Much Ado About ...
Can the public option heal the U.S. health care system?
by simon haeder
simon haeder teaches in the School of Public Policy at Penn State.
Illustrated by sam ward
Published May 4, 2020
“The problem of providing satisfactory medical service to all the people of the United States at a cost which they can meet is a pressing one. At the present time, many persons do not receive service which is adequate either in quantity or quality, and the costs of service are inequitably distributed. The result is a tremendous amount of preventable physical pain and mental anguish, needless deaths, economic inefficiency and social waste.”
Sound familiar? Few things better illustrate the stubborn resistance of the U.S. health care system to improvement than this sad assessment from the Committee on the Costs of Medical Care, a blue-ribbon assemblage led by a former president of the American Medical Association — in 1932! That’s right, the year Amelia Earhart soloed the Atlantic and the Dow Jones Industrial Average bottomed out at 41.
Assessing value, defined as bang for a buck (or euro, yen, pound, etc.), a recent study found a 23-point gap on a 100-point scale with our global competitors Canada, Japan, Germany, the United Kingdom and France.
Health care reform is a struggle wherever it is attempted. Yet it is particularly challenging in the U.S. context, with its veneration of individual liberty and the private market, which is contradicted by Americans’ sense of entitlement and its interest-group-ridden government. How do you design changes that can run the political gauntlet without compromising the goals of reform? The latest contender is an oldie but goodie — one that came close to the finish line in the passage of Obamacare in 2009-2010: a government insurer providing a “public option” to private insurance.
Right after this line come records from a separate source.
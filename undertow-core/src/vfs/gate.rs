//! One-shot readiness latch over swarm metadata availability
//!
//! The gate starts `Pending` and settles exactly once: `Ready` when the swarm
//! reports metadata, `Failed(TimedOut)` when the timeout elapses first, or
//! `Failed(TornDown)` when the adapter shuts down. Every waiter observes the
//! same terminal state.

use std::pin::Pin;
use std::sync::Arc;
use std::task::{Context, Poll};
use std::time::Duration;

use parking_lot::Mutex;
use tokio::sync::{oneshot, watch};
use tokio::task::JoinHandle;
use tokio::time::Instant;
use tracing::{debug, warn};

use crate::swarm::{InfoHash, Swarm};

/// Why the gate settled without becoming ready.
#[derive(Debug, Clone, PartialEq, Eq, thiserror::Error)]
pub enum GateError {
    #[error("swarm metadata not ready after {timeout_ms} ms")]
    TimedOut { timeout_ms: u64 },

    #[error("readiness gate torn down")]
    TornDown,
}

/// Current state of the readiness gate.
#[derive(Debug, Clone, PartialEq, Eq)]
pub enum GateState {
    Pending,
    Ready,
    Failed(GateError),
}

impl GateState {
    /// Whether the gate has settled.
    pub fn is_terminal(&self) -> bool {
        !matches!(self, GateState::Pending)
    }

    fn outcome(&self) -> Result<(), GateError> {
        match self {
            GateState::Ready => Ok(()),
            GateState::Failed(error) => Err(error.clone()),
            GateState::Pending => Err(GateError::TornDown),
        }
    }
}

/// Latch that every swarm-touching operation awaits first.
pub struct ReadinessGate {
    latch: Arc<Latch>,
    watcher: Mutex<Option<JoinHandle<()>>>,
}

/// State shared between the gate and its watcher task.
///
/// The deadline is fixed at engage time. Synchronous state checks settle an
/// expired gate themselves, so a runtime that sat idle past the deadline still
/// reports the timeout before its watcher task is polled again.
struct Latch {
    state: watch::Sender<GateState>,
    signal: Mutex<Option<oneshot::Receiver<()>>>,
    deadline: Instant,
    timeout: Duration,
    info_hash: InfoHash,
}

impl ReadinessGate {
    /// Engages the swarm and starts the timeout.
    ///
    /// An already-ready swarm settles the gate immediately without registering
    /// a notification or starting a timer. Otherwise exactly one notification
    /// is registered, then the timer starts; the deadline counts from this
    /// call, not from the first time the runtime polls the watcher.
    ///
    /// Must be called from within a tokio runtime.
    pub fn engage(swarm: &dyn Swarm, timeout: Duration) -> Self {
        let (state, _) = watch::channel(GateState::Pending);
        let info_hash = swarm.info_hash();

        if swarm.is_ready() {
            debug!(%info_hash, "Swarm metadata already available");
            state.send_replace(GateState::Ready);
            let latch = Latch {
                state,
                signal: Mutex::new(None),
                deadline: Instant::now(),
                timeout,
                info_hash,
            };
            return Self {
                latch: Arc::new(latch),
                watcher: Mutex::new(None),
            };
        }

        let (notifier, signal) = oneshot::channel();
        swarm.notify_ready(notifier);

        let deadline = Instant::now() + timeout;
        let timer = tokio::time::sleep_until(deadline);
        let latch = Arc::new(Latch {
            state,
            signal: Mutex::new(Some(signal)),
            deadline,
            timeout,
            info_hash,
        });

        let task_latch = Arc::clone(&latch);
        let watcher = tokio::spawn(async move {
            let notified = std::future::poll_fn(|cx| task_latch.poll_signal(cx));
            tokio::select! {
                () = notified => {}
                () = timer => task_latch.expire(),
            }
        });

        Self {
            latch,
            watcher: Mutex::new(Some(watcher)),
        }
    }

    /// Waits until the gate settles and returns its outcome.
    ///
    /// Returns instantly once the gate is terminal or its deadline has passed.
    ///
    /// # Errors
    /// - `GateError::TimedOut` - Metadata did not arrive in time
    /// - `GateError::TornDown` - The gate was closed before settling
    pub async fn await_ready(&self) -> Result<(), GateError> {
        let current = self.state();
        if current.is_terminal() {
            return current.outcome();
        }

        let mut receiver = self.latch.state.subscribe();
        let settled = receiver
            .wait_for(GateState::is_terminal)
            .await
            .map_err(|_| GateError::TornDown)?;
        settled.outcome()
    }

    /// Current state without waiting.
    ///
    /// A pending gate past its deadline settles here rather than waiting for
    /// the watcher task to run.
    pub fn state(&self) -> GateState {
        self.latch.check_deadline();
        self.latch.state.borrow().clone()
    }

    /// Tears the gate down. A pending gate fails with `TornDown`; a settled
    /// gate keeps its outcome.
    pub fn close(&self) {
        if let Some(watcher) = self.watcher.lock().take() {
            watcher.abort();
        }
        settle(&self.latch.state, GateState::Failed(GateError::TornDown));
    }
}

impl Drop for ReadinessGate {
    fn drop(&mut self) {
        if let Some(watcher) = self.watcher.get_mut().take() {
            watcher.abort();
        }
    }
}

impl Latch {
    /// Polls the ready notification, settling `Ready` when it fires.
    ///
    /// Stays pending forever once the notification is gone; the timer settles
    /// the gate in that case.
    fn poll_signal(&self, cx: &mut Context<'_>) -> Poll<()> {
        let mut signal = self.signal.lock();
        let Some(receiver) = signal.as_mut() else {
            return Poll::Pending;
        };

        match Pin::new(receiver).poll(cx) {
            Poll::Ready(Ok(())) => {
                *signal = None;
                if settle(&self.state, GateState::Ready) {
                    debug!(info_hash = %self.info_hash, "Swarm metadata ready");
                }
                Poll::Ready(())
            }
            // Notification dropped unfired
            Poll::Ready(Err(_)) => {
                *signal = None;
                Poll::Pending
            }
            Poll::Pending => Poll::Pending,
        }
    }

    /// Settles the gate once the deadline has passed.
    ///
    /// A notification that was already delivered still wins.
    fn expire(&self) {
        let mut signal = self.signal.lock();
        if let Some(mut receiver) = signal.take()
            && receiver.try_recv().is_ok()
        {
            if settle(&self.state, GateState::Ready) {
                debug!(info_hash = %self.info_hash, "Swarm metadata ready");
            }
            return;
        }

        let timed_out = GateState::Failed(GateError::TimedOut {
            timeout_ms: self.timeout.as_millis() as u64,
        });
        if settle(&self.state, timed_out) {
            warn!(
                info_hash = %self.info_hash,
                timeout_ms = self.timeout.as_millis() as u64,
                "Swarm metadata never arrived"
            );
        }
    }

    fn check_deadline(&self) {
        let pending = !self.state.borrow().is_terminal();
        if pending && Instant::now() >= self.deadline {
            self.expire();
        }
    }
}

/// Moves a pending gate to `outcome`; terminal states never change.
fn settle(state: &watch::Sender<GateState>, outcome: GateState) -> bool {
    state.send_if_modified(|current| {
        if current.is_terminal() {
            return false;
        }
        *current = outcome;
        true
    })
}

#[cfg(test)]
mod tests {
    use super::*;
    use crate::test_mocks::MockSwarm;

    #[tokio::test]
    async fn test_ready_swarm_settles_immediately() {
        let swarm = MockSwarm::builder().ready().build();
        let gate = ReadinessGate::engage(&*swarm, Duration::from_millis(50));

        assert_eq!(gate.state(), GateState::Ready);
        assert_eq!(swarm.ready_registrations(), 0);
        assert!(gate.await_ready().await.is_ok());
    }

    #[tokio::test(start_paused = true)]
    async fn test_ready_signal_settles_gate() {
        let swarm = MockSwarm::builder().build();
        let gate = ReadinessGate::engage(&*swarm, Duration::from_secs(5));
        assert_eq!(gate.state(), GateState::Pending);

        swarm.mark_ready();
        assert!(gate.await_ready().await.is_ok());
        assert_eq!(gate.state(), GateState::Ready);

        // Timer was cancelled; advancing past it leaves the gate ready
        tokio::time::sleep(Duration::from_secs(10)).await;
        assert_eq!(gate.state(), GateState::Ready);
    }

    #[tokio::test(start_paused = true)]
    async fn test_timeout_fails_gate() {
        let swarm = MockSwarm::builder().build();
        let gate = ReadinessGate::engage(&*swarm, Duration::from_millis(50));

        let result = gate.await_ready().await;
        assert_eq!(result, Err(GateError::TimedOut { timeout_ms: 50 }));
    }

    #[tokio::test(start_paused = true)]
    async fn test_late_ready_signal_ignored() {
        let swarm = MockSwarm::builder().build();
        let gate = ReadinessGate::engage(&*swarm, Duration::from_millis(50));

        assert!(gate.await_ready().await.is_err());
        swarm.mark_ready();
        tokio::task::yield_now().await;

        assert_eq!(
            gate.state(),
            GateState::Failed(GateError::TimedOut { timeout_ms: 50 })
        );
    }

    #[tokio::test(start_paused = true)]
    async fn test_concurrent_waiters_observe_same_outcome() {
        let swarm = MockSwarm::builder().build();
        let gate = Arc::new(ReadinessGate::engage(&*swarm, Duration::from_secs(1)));

        let waiters: Vec<_> = (0..4)
            .map(|_| {
                let gate = Arc::clone(&gate);
                tokio::spawn(async move { gate.await_ready().await })
            })
            .collect();

        swarm.mark_ready();
        for waiter in waiters {
            assert!(waiter.await.unwrap().is_ok());
        }
    }

    #[tokio::test(start_paused = true)]
    async fn test_repeated_waits_do_not_reregister() {
        let swarm = MockSwarm::builder().build();
        let gate = ReadinessGate::engage(&*swarm, Duration::from_millis(50));

        for _ in 0..3 {
            assert!(gate.await_ready().await.is_err());
        }
        assert_eq!(swarm.ready_registrations(), 1);
    }

    #[tokio::test(start_paused = true)]
    async fn test_close_tears_down_pending_gate() {
        let swarm = MockSwarm::builder().build();
        let gate = ReadinessGate::engage(&*swarm, Duration::from_secs(5));

        gate.close();
        assert_eq!(gate.await_ready().await, Err(GateError::TornDown));

        // Ready arriving after teardown changes nothing
        swarm.mark_ready();
        tokio::task::yield_now().await;
        assert_eq!(gate.state(), GateState::Failed(GateError::TornDown));
    }

    #[tokio::test]
    async fn test_close_keeps_ready_outcome() {
        let swarm = MockSwarm::builder().ready().build();
        let gate = ReadinessGate::engage(&*swarm, Duration::from_secs(5));

        gate.close();
        assert!(gate.await_ready().await.is_ok());
    }
}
Here, I begin with a crash refresher on what ails U.S. health care and why the invisible hand of the market just won’t cut it. I then trace the emergence of the public option and discuss why supporters see it as a winner in both political and substantive terms. As a policy analyst with no dog in the fight, I think much comes down to the nitty-gritty of how the public option is designed, and whether its implementation would lead to more fundamental reforms that dealt with universal coverage and cost control.
All That Ails
Even a cursory look suggests that much is wrong with U.S. health care. Consider the key measures widely used for international comparisons: cost, quality and access.
The United States spends more than 17 percent of its GDP on health care, while Germany spends 11 percent and the United Kingdom less than 10 percent. On a per capita basis, this translates into more than $11,000 for the United States and $5,700 and $4,200 for Germany and the United Kingdom, respectively. Interestingly, we really did not start to distance ourselves in terms of profligacy from other developed countries until the 1980s. But since the spending gap emerged, it has been getting ever wider.
So where is the money going? Some potential culprits can be easily exonerated. We don’t consume more pills or procedures, nor are we generally outperforming our foreign cousins when it comes to deploying expensive technology.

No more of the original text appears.